**EXERCISE BRIEF:** Filter the data below for the string "copied" and copy each matching line.

**SUPPLIED MATERIAL:**
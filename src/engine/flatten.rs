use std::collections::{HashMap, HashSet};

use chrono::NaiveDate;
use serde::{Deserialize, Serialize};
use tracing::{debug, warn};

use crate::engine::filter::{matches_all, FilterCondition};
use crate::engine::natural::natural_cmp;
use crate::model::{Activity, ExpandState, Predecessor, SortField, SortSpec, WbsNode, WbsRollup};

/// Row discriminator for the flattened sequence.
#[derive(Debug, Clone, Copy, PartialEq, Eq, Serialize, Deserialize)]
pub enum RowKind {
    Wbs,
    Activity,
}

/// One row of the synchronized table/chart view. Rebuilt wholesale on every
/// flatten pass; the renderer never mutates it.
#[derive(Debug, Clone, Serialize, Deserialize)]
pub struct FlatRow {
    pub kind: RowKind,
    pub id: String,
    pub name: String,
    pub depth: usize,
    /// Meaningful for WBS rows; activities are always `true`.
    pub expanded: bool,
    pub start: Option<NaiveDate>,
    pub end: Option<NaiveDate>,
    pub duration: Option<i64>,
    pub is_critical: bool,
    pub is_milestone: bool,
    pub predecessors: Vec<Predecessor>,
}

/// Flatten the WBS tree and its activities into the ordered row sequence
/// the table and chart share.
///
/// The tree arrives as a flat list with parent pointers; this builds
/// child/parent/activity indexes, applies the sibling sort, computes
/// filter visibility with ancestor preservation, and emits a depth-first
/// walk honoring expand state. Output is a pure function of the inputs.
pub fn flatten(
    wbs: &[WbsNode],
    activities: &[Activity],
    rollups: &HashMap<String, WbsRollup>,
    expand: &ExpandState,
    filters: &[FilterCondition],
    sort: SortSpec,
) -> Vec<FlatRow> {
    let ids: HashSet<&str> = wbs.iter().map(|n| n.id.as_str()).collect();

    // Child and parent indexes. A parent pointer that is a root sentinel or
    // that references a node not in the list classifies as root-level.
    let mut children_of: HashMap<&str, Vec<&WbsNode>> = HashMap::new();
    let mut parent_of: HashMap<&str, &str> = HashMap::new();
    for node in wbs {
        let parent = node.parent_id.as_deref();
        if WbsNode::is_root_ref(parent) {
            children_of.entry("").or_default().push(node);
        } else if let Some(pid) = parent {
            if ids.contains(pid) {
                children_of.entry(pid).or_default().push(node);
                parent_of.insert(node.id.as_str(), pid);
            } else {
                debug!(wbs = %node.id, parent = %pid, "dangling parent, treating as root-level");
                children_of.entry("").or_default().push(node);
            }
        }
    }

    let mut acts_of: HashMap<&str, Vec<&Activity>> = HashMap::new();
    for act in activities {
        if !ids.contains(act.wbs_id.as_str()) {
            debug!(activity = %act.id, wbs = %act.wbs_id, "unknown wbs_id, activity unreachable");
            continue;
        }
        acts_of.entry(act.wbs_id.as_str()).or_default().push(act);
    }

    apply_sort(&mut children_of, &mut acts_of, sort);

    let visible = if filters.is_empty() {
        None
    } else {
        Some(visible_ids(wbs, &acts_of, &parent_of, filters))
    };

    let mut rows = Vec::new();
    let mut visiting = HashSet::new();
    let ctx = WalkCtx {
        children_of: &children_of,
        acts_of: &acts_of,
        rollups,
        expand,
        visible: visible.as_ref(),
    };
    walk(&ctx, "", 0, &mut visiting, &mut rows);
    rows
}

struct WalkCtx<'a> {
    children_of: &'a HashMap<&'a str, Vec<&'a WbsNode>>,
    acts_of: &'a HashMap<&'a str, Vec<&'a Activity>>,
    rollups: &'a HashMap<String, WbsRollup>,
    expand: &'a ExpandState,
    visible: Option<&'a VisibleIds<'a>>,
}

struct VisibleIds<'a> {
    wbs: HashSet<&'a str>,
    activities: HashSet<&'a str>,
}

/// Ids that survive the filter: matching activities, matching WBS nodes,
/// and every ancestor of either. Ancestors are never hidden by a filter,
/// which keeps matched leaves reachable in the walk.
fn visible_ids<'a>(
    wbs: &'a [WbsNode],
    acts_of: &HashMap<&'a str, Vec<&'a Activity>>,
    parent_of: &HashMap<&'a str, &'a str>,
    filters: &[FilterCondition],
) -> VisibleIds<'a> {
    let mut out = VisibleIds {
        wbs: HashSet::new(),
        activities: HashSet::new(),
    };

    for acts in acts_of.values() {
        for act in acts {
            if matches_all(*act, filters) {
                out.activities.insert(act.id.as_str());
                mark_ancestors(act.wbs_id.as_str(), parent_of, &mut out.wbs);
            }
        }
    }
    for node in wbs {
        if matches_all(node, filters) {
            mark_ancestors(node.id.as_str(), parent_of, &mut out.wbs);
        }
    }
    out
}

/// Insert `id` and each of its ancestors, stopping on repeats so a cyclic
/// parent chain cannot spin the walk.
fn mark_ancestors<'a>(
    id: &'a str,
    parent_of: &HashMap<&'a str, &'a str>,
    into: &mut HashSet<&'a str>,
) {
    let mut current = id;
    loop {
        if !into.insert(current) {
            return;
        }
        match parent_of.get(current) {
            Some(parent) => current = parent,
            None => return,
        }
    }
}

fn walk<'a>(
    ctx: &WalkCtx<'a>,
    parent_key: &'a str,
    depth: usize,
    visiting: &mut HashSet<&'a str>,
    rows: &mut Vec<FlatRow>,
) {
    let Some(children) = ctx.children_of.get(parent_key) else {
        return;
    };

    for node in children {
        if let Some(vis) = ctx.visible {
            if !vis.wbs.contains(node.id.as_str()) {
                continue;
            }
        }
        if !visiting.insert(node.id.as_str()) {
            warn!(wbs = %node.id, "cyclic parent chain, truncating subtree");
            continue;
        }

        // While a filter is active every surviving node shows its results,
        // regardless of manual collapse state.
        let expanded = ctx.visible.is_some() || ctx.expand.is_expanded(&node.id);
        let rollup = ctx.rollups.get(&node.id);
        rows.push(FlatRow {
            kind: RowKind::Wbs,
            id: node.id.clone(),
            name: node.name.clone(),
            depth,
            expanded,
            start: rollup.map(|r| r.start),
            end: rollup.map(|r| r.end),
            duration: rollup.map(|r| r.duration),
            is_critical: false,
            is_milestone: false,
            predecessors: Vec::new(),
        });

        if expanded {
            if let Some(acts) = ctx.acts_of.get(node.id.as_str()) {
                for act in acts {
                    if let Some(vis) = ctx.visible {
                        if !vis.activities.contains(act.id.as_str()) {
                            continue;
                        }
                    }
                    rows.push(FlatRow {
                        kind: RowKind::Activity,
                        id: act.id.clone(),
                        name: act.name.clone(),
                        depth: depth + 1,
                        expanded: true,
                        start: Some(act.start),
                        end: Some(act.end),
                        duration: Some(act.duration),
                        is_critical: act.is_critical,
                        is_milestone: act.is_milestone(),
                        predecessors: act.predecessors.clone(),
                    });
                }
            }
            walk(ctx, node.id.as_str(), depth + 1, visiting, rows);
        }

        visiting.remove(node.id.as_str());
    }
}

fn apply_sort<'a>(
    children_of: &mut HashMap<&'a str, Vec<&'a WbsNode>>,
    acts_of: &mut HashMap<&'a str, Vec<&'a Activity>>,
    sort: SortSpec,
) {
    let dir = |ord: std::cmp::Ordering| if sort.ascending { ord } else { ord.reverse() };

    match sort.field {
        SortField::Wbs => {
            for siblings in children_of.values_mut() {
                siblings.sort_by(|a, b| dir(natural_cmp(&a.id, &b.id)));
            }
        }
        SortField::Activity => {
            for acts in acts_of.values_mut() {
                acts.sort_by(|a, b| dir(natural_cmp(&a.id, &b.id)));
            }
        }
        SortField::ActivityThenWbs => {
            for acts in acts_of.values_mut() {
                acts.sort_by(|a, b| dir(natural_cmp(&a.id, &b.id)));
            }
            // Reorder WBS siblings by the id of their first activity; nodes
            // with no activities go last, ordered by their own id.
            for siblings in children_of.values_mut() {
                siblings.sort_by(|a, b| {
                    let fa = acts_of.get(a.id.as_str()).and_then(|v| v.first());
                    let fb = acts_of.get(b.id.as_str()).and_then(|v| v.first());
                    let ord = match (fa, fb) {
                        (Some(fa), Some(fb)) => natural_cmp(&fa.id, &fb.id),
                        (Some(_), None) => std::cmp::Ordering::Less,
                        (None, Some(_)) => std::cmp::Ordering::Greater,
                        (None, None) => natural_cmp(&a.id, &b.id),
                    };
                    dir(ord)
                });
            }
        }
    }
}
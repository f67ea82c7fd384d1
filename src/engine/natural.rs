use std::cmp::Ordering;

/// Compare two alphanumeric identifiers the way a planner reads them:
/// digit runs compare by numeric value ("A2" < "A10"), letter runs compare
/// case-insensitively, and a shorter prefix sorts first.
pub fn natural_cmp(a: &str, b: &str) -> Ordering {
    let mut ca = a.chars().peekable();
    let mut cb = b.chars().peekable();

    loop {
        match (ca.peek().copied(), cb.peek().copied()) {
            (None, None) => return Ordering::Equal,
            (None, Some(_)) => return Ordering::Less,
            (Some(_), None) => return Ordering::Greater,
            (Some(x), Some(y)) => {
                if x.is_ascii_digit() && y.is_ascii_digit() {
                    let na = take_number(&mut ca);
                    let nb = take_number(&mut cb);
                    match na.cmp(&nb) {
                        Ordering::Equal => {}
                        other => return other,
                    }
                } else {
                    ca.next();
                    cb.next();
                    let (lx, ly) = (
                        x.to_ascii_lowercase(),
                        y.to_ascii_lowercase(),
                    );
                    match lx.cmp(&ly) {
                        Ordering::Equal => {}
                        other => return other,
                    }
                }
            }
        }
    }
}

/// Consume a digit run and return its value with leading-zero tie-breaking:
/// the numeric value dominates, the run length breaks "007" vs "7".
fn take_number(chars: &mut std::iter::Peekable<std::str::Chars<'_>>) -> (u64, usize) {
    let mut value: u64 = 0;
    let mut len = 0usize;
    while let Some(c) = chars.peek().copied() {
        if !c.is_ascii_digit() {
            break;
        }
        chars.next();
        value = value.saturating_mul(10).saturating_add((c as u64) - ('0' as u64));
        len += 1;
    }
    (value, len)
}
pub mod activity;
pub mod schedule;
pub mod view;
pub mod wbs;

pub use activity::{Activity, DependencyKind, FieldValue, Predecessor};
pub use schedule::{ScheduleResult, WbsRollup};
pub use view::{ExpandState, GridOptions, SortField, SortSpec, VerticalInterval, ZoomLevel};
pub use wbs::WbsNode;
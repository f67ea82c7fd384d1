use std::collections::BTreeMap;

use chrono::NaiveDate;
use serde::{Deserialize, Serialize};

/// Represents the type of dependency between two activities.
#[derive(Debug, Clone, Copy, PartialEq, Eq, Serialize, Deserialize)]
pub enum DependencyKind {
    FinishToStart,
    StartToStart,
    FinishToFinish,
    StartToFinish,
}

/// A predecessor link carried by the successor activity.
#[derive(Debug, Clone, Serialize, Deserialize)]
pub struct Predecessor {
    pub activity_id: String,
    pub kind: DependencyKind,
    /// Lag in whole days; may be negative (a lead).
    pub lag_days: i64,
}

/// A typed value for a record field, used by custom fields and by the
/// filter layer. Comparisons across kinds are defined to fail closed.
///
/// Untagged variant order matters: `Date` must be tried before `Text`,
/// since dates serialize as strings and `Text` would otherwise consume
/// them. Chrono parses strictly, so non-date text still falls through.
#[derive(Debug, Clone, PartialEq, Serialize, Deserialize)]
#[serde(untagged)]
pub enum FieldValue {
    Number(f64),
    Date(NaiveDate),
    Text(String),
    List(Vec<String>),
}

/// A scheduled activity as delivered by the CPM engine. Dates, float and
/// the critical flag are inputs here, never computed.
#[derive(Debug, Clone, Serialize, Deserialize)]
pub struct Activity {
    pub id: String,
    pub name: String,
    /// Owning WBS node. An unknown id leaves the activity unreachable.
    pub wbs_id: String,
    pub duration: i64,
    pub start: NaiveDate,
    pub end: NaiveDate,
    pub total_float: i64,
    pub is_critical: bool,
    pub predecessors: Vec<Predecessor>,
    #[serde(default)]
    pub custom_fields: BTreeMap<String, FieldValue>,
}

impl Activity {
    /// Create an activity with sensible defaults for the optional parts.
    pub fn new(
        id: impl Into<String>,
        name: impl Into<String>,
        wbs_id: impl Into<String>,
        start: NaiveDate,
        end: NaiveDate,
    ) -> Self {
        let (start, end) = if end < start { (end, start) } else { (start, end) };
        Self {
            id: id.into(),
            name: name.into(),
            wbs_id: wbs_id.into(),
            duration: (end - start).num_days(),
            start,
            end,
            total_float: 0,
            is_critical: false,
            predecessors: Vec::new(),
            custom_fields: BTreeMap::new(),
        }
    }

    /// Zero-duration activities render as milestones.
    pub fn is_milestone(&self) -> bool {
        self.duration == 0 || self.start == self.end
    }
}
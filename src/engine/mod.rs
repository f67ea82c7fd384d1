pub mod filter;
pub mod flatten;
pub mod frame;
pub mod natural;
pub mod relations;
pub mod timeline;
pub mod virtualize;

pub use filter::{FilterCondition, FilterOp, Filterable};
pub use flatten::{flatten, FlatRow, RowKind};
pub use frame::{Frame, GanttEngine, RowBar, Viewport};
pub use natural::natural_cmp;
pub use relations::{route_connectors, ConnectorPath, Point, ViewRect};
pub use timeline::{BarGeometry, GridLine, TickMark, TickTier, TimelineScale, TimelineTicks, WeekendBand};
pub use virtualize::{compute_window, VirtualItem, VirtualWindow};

**WRITTEN ANSWER:**
        match (ca.peek().copied(), cb.peek().copied()) {
    while let Some(c) = chars.peek().copied() {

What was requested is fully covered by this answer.